19 routes have been added
Ryanair will begin eight Dublin routes this summer, adding to the 11 that launched last year and which still remain. Dublin-Trieste will start on 29 March, the first time the airport pair has ever had non-stop flights, according to Cirium.
- 27 March 2022: Santiago de Compostela (4-weekly)

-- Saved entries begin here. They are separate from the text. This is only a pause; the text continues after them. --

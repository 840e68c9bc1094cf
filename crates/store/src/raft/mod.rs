//! Raft integration for range replicas.
//!
//! Every replica runs its own [`openraft::Raft`] group, keyed by replica id.
//! The log and vote live under the range's range-id local keys
//! ([`log_store`]), committed commands are applied to the MVCC data by
//! [`state_machine`], and RPCs travel over the node's raft transport
//! ([`network`]).

use std::io::Cursor;

use openraft::{Config, LogId, SnapshotPolicy};
use ranger_hlc::Timestamp;
use ranger_kvpb::{KvResult, Lease, RangeId, ReplicaDescriptor, ReplicaId, Request, Response};
use serde::{Deserialize, Serialize};

use crate::StoreSettings;

pub(crate) mod log_store;
pub(crate) mod network;
pub(crate) mod state_machine;

pub use openraft::ServerState;

openraft::declare_raft_types!(
    /// Raft types of a range.
    pub RangeTypeConfig:
        D = RaftCommand,
        R = CommandResponse,
        NodeId = ReplicaId,
        Node = ReplicaDescriptor,
        Entry = openraft::Entry<RangeTypeConfig>,
        SnapshotData = Cursor<Vec<u8>>,
        AsyncRuntime = openraft::TokioRuntime,
);

/// A command replicated through a range's raft log.
#[derive(Debug, Clone, PartialEq, Serialize, Deserialize)]
pub enum RaftCommand {
    /// Apply `requests` in order at `timestamp`, provided `proposer` still
    /// holds the lease when the command applies.
    Write {
        /// Lease holder that proposed the batch.
        proposer: ReplicaDescriptor,
        /// Timestamp of every write in the batch.
        timestamp: Timestamp,
        /// Requests, applied all or nothing.
        requests: Vec<Request>,
    },
    /// Install `lease` unless another replica's lease still covers its
    /// start.
    RequestLease {
        /// Lease requested.
        lease: Lease,
    },
}

/// Outcome of applying one log entry.
#[derive(Debug, Clone, PartialEq, Serialize, Deserialize)]
pub struct CommandResponse {
    /// Responses of a write, or why it was rejected.
    pub result: KvResult<Vec<Response>>,
}

impl CommandResponse {
    pub(crate) const fn empty() -> Self {
        Self { result: Ok(Vec::new()) }
    }
}

/// Log id of a range's raft log.
pub type RangeLogId = LogId<RangeTypeConfig>;

/// Raft introspection of one replica.
#[derive(Debug, Clone, PartialEq, Eq)]
pub struct RaftStatus {
    /// Replica id.
    pub id: ReplicaId,
    /// Current term.
    pub term: u64,
    /// Role.
    pub state: ServerState,
    /// Known leader.
    pub lead: Option<ReplicaId>,
    /// Last applied index.
    pub applied: Option<u64>,
    /// Index up to which the log was discarded.
    pub truncated: Option<u64>,
    /// Voting members.
    pub voters: Vec<ReplicaId>,
}

fn millis(duration: std::time::Duration) -> u64 {
    u64::try_from(duration.as_millis()).unwrap_or(u64::MAX)
}

/// Raft timing for a replica of `range_id`, derived from `settings`.
///
/// Snapshots are only built on demand, before a replica is added and when
/// the log is truncated. The log is only purged by an explicit truncation.
pub(crate) fn raft_config(settings: &StoreSettings, range_id: RangeId) -> Config {
    let tick = settings.raft_tick_interval;
    let election = tick * settings.raft_election_timeout_ticks;
    Config {
        cluster_name: format!("range-{range_id}"),
        heartbeat_interval: millis(tick * settings.raft_heartbeat_interval_ticks),
        election_timeout_min: millis(election),
        election_timeout_max: millis(election * 2),
        snapshot_policy: SnapshotPolicy::Never,
        ..Default::default()
    }
}

#[cfg(test)]
mod tests {
    use super::*;

    #[test]
    fn timing_follows_the_tick_settings() {
        let settings = StoreSettings::default();
        let config = raft_config(&settings, RangeId::new(3));
        assert_eq!(config.cluster_name, "range-r3");
        assert_eq!(config.heartbeat_interval, 30);
        assert_eq!(config.election_timeout_min, 150);
        assert_eq!(config.election_timeout_max, 300);
        assert!(config.validate().is_ok());
    }

    #[test]
    fn command_responses_carry_errors() {
        let rejected = CommandResponse {
            result: Err(ranger_kvpb::KvError::ConditionFailed("stale".to_string())),
        };
        let raw = ranger_storage::codec::encode(&rejected).unwrap();
        let decoded: CommandResponse = ranger_storage::codec::decode(&raw).unwrap();
        assert_eq!(decoded, rejected);
        assert_eq!(CommandResponse::empty().result, Ok(Vec::new()));
    }
}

- 29 March 2022: Nimes (2)
- 30 March 2022: Nuremburg (3)
- 30 March 2022: Funchal (2)
- 30 October 2022: Castellon (2)
- 30 October 2022: Genoa (2)
- 30 October 2022: Rovaniemi (3)
- 1 November 2022: Cluj-Napoca (2)
- 2 November 2022: Asturias (2)
- 2 November 2022: Leipzig (2)
- 5 November 2022: Klagenfurt (2)
- 26 March 2023: Iasi (2)
- 26 March 2023: Newquay (3)
- 26 March 2023: Stockholm ARN (3)
- 29 March 2023: Trieste (2)
- 1 April 2023: Zakynthos (1)
- 2 May 2023: Brindisi (2)
- 2 May 2023: Kos (2)
- 3 May 2023: Burgas (2)
Some 47 routes have been cut
Comparing Ryanair’s Dublin S23 network to that since 2004 indicates that it no longer serves 47 airports, based on having at least 1,000 one-way seats. These include Sibiu, Suceava and Tallinn, which end in March 2023. Multiple examples exist of airports simply replaced by another nearby, such as Prestwick with Glasgow, Stockholm NYO with Arlanda and Venice TSF with Marco Polo, while other airports have closed or no longer accept commercial flights. Despite launching Nuremburg and Leipzig last year, Ryanair has cut more airports in Germany (10) than in any other country:
- Croatia: Pula
- Estonia: Tallinn
- Finland: Tampere
- France: Brest, Poitiers
- Germany: Berlin SXF, Bremen, Dusseldorf, Frankfurt, Friedrichshafen, Karlsruhe, Lubeck, Munich, Stuttgart, Weeze
- Greece: Mykonos
- Ireland: Cork, Shannon
- Italy: Comiso, Cuneo, Forli, Rome CIA, Trapani, Venice TSF
- Montenegro: Podgorica
- Netherlands: Maastricht
- Norway: Oslo RYG, Oslo TRF
- Poland: Warsaw WAW
- Romania: Sibiu, Suceava
- Spain: Murcia MJV, Tenerife TFN, Vigo, Vitoria
- Sweden: Gothenburg GSE, Malmo, Stockholm NYO, Stockholm VST
- Ukraine: Kyiv KBP (will hopefully return)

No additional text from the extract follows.